On the back of good returns and getting more investors, fund houses may be increasing your expenses by paying distributors extra commission upfront. That's the trail fee charge, which is ideally paid over three years.

This is because investors need to remain locked in to an ELSS for three years to avail of the tax benefits.

“It is a widely followed practice and it is true that ELSS money coming into a fund is a very desirable kind of money. Most fund companies would like to attract this kind of money as much as possible because they are getting the money for three years in a guaranteed way,” explains valueresearchonline.com’s CEO, Dhirendra kumar.

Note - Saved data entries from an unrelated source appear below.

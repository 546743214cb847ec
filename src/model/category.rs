//! Item categories and frequently bought items.

/// Category used when an item has none.
pub const FALLBACK_CATEGORY: &str = "sonstiges";

/// Catalog shipped with the application.
pub const DEFAULT_CATEGORIES: &[&str] = &[
    "backwaren",
    "fleischwaren",
    "milchprodukte",
    "obst",
    "gemuese",
    "gewuerze",
    "getraenke",
    "sonstiges",
];

/// Ordered, lowercase, duplicate-free sequence of category names.
#[derive(Debug, Clone, PartialEq, Eq)]
pub struct CategoryCatalog {
    names: Vec<String>,
}

impl CategoryCatalog {
    /// Build a catalog from arbitrary names, normalizing and deduplicating.
    pub fn from_names<I, S>(names: I) -> Self
    where
        I: IntoIterator<Item = S>,
        S: AsRef<str>,
    {
        let mut catalog = Self { names: Vec::new() };
        for name in names {
            catalog.insert(name.as_ref());
        }
        catalog
    }

    /// Normalize a category name: trimmed and lowercased. `None` if blank.
    pub fn normalize(name: &str) -> Option<String> {
        let trimmed = name.trim();
        if trimmed.is_empty() {
            None
        } else {
            Some(trimmed.to_lowercase())
        }
    }

    /// Insert a name. Returns the normalized name and whether it was new.
    pub fn insert(&mut self, name: &str) -> Option<(String, bool)> {
        let normalized = Self::normalize(name)?;
        if self.contains(&normalized) {
            return Some((normalized, false));
        }
        self.names.push(normalized.clone());
        Some((normalized, true))
    }

    /// Exact match against normalized names.
    pub fn contains(&self, name: &str) -> bool {
        self.names.iter().any(|existing| existing == name)
    }

    /// Names in insertion order.
    pub fn names(&self) -> &[String] {
        &self.names
    }

    /// Number of categories.
    pub fn len(&self) -> usize {
        self.names.len()
    }

    /// True when the catalog has no names.
    pub fn is_empty(&self) -> bool {
        self.names.is_empty()
    }
}

impl Default for CategoryCatalog {
    fn default() -> Self {
        Self::from_names(DEFAULT_CATEGORIES)
    }
}

/// Display form of a category: first letter uppercased.
pub fn display_category(name: &str) -> String {
    let mut chars = name.chars();
    match chars.next() {
        Some(first) => first.to_uppercase().chain(chars).collect(),
        None => String::new(),
    }
}

/// Suggested unit and category for a frequently bought item.
#[derive(Debug, Clone, Copy, PartialEq, Eq)]
pub struct FrequentItem {
    /// Exact item name that triggers the suggestion.
    pub name: &'static str,
    /// Suggested unit.
    pub unit: &'static str,
    /// Suggested category.
    pub category: &'static str,
}

/// Items the form recognises by name.
pub const FREQUENT_ITEMS: &[FrequentItem] = &[
    FrequentItem { name: "Nudeln", unit: "kg", category: "sonstiges" },
    FrequentItem { name: "Reis", unit: "kg", category: "sonstiges" },
    FrequentItem { name: "Hafermilch", unit: "liter", category: "milchalternativen" },
    FrequentItem { name: "Tofu", unit: "dag", category: "fleischalternativen" },
    FrequentItem { name: "Tomaten", unit: "stück", category: "gemuese" },
    FrequentItem { name: "Paprika", unit: "stück", category: "gemuese" },
    FrequentItem { name: "Banane", unit: "stück", category: "obst" },
];

/// Look up suggestions for an entered item name (exact match after trimming).
pub fn frequent_item(name: &str) -> Option<&'static FrequentItem> {
    let trimmed = name.trim();
    FREQUENT_ITEMS.iter().find(|item| item.name == trimmed)
}

#[cfg(test)]
mod tests {
    use super::*;

    #[test]
    fn default_catalog_has_shipped_categories() {
        let catalog = CategoryCatalog::default();
        assert_eq!(catalog.len(), DEFAULT_CATEGORIES.len());
        assert!(catalog.contains("obst"));
    }

    #[test]
    fn insert_lowercases_and_deduplicates() {
        let mut catalog = CategoryCatalog::from_names(Vec::<String>::new());
        assert_eq!(catalog.insert("Snacks"), Some(("snacks".to_string(), true)));
        assert_eq!(catalog.insert("  SNACKS "), Some(("snacks".to_string(), false)));
        assert_eq!(catalog.names(), ["snacks"]);
    }

    #[test]
    fn insert_rejects_blank_names() {
        let mut catalog = CategoryCatalog::default();
        assert_eq!(catalog.insert("   "), None);
        assert_eq!(catalog.len(), DEFAULT_CATEGORIES.len());
    }

    #[test]
    fn from_names_collapses_case_variants() {
        let catalog = CategoryCatalog::from_names(["Obst", "obst", "Gemuese"]);
        assert_eq!(catalog.names(), ["obst", "gemuese"]);
    }

    #[test]
    fn display_category_capitalizes_first_letter() {
        assert_eq!(display_category("gemuese"), "Gemuese");
        assert_eq!(display_category("ölsaaten"), "Ölsaaten");
        assert_eq!(display_category(""), "");
    }

    #[test]
    fn frequent_item_matches_exact_name() {
        let tofu = frequent_item(" Tofu ").expect("Tofu is a frequent item");
        assert_eq!(tofu.unit, "dag");
        assert_eq!(tofu.category, "fleischalternativen");
        assert!(frequent_item("tofu").is_none());
        assert!(frequent_item("Kaviar").is_none());
    }
}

Ideally, like any other open-ended scheme, fund houses should pay only the 2.25 per cent entry load as distribution cost.

But a trail fee of 50-75 basis points every year, makes it a 4-6 per cent commission to sell ELSS schemes of three years.

Which means, that if Rs 10,000 are invested in an ELSS, distributors now demand Rs 400-600 upfront rather than waiting for three years to earn it.

Unsurprisingly, it is the investor who bears the expense for this.

“The investor is bearing the load and the expenses and all the money provided by the AMC to the distributor is on account of this only,” says Dhirendra kumar.

“The company will be taking this money in anticipation of the future expense ratio and future management fee, which will be charged to these funds only,” he explained.

To an extent, trail fee may also be funded by fund houses. But as no distributor or fund house wants to comment on record, industry insiders say mobilising money from investors in smaller towns is a costly affair and hence, it is a viable option to be granted an upfront trail.